[Dataset entries]

------------------------------

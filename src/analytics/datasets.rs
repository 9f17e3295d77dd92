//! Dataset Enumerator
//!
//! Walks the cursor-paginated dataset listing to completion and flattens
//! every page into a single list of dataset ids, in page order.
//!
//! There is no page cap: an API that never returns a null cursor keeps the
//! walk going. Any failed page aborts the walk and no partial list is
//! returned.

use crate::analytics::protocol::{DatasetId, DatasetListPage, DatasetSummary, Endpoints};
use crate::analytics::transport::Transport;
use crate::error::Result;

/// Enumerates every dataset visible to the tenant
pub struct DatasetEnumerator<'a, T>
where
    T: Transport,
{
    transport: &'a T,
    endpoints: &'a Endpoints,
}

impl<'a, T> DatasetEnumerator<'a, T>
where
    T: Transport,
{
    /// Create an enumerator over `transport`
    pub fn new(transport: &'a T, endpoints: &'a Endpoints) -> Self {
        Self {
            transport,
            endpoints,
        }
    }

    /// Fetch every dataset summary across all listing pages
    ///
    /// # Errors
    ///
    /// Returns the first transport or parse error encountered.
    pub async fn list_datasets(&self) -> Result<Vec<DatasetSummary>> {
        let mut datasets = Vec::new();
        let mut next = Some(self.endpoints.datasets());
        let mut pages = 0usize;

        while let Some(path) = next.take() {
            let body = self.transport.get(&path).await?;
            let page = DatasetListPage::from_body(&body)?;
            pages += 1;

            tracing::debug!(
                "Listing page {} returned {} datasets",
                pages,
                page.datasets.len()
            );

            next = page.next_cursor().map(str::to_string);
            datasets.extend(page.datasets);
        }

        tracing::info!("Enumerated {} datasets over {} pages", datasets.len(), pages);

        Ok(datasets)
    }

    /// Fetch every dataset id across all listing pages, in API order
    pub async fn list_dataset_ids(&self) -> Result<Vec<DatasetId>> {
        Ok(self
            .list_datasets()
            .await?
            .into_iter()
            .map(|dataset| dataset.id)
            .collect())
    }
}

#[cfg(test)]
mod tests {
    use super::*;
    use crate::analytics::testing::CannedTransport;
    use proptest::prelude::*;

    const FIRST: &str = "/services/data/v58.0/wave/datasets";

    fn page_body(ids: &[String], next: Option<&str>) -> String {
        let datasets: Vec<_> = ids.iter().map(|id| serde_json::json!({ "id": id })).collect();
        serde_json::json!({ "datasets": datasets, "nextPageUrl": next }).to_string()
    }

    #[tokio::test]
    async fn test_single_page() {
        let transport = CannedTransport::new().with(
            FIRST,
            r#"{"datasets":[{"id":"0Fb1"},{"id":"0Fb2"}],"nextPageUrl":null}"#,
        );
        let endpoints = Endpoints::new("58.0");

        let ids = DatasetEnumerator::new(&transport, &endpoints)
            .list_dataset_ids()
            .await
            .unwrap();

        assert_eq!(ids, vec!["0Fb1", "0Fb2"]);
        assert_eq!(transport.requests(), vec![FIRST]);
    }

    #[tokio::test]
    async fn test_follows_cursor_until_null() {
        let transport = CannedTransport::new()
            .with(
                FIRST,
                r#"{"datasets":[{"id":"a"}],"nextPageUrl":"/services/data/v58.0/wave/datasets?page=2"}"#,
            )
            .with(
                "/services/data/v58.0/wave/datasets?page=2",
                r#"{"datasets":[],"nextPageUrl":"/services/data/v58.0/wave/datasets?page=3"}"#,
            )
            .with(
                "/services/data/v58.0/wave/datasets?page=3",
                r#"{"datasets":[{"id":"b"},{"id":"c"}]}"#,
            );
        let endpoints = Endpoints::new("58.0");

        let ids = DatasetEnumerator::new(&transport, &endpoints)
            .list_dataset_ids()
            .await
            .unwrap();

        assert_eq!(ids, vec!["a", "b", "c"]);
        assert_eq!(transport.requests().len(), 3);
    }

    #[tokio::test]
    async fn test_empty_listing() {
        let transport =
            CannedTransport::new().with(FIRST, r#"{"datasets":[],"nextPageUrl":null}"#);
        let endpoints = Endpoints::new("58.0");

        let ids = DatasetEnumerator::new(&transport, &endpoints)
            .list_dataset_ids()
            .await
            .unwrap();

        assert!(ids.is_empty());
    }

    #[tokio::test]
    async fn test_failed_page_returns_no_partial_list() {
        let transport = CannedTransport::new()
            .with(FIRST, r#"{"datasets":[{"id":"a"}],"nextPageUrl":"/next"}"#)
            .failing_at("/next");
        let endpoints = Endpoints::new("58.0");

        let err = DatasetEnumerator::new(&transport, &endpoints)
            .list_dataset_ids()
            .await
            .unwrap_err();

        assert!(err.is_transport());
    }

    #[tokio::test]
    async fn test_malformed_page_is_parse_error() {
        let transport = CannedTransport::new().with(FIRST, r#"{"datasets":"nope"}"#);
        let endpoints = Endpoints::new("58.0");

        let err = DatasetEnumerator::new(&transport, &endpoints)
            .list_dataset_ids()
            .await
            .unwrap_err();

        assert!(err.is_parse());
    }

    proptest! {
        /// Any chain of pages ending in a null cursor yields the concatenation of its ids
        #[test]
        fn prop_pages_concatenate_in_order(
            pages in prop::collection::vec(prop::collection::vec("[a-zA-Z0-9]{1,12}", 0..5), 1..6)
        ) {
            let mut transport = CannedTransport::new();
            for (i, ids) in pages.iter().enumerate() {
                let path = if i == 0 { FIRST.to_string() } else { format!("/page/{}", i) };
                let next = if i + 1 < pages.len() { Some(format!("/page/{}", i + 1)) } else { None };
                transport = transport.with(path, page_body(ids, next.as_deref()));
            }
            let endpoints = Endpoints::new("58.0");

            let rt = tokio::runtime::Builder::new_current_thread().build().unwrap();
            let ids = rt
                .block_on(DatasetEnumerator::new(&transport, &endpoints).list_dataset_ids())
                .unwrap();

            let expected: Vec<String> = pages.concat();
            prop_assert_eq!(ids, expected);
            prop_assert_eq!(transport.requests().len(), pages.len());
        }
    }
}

------------------------------

**Aim of the task**.
Please output exactly the lines between the one holding "impl<'a, T> DatasetEnumerator<'a, T>" and the one holding "in API order" in the records above, inclusive, and nothing more.

**Output below**.
impl<'a, T> DatasetEnumerator<'a, T>
where
    T: Transport,
{
    /// Create an enumerator over `transport`
    pub fn new(transport: &'a T, endpoints: &'a Endpoints) -> Self {
        Self {
            transport,
            endpoints,
        }
    }

    /// Fetch every dataset summary across all listing pages
    ///
    /// # Errors
    ///
    /// Returns the first transport or parse error encountered.
    pub async fn list_datasets(&self) -> Result<Vec<DatasetSummary>> {
        let mut datasets = Vec::new();
        let mut next = Some(self.endpoints.datasets());
        let mut pages = 0usize;

        while let Some(path) = next.take() {
            let body = self.transport.get(&path).await?;
            let page = DatasetListPage::from_body(&body)?;
            pages += 1;

            tracing::debug!(
                "Listing page {} returned {} datasets",
                pages,
                page.datasets.len()
            );

            next = page.next_cursor().map(str::to_string);
            datasets.extend(page.datasets);
        }

        tracing::info!("Enumerated {} datasets over {} pages", datasets.len(), pages);

        Ok(datasets)
    }

    /// Fetch every dataset id across all listing pages, in API order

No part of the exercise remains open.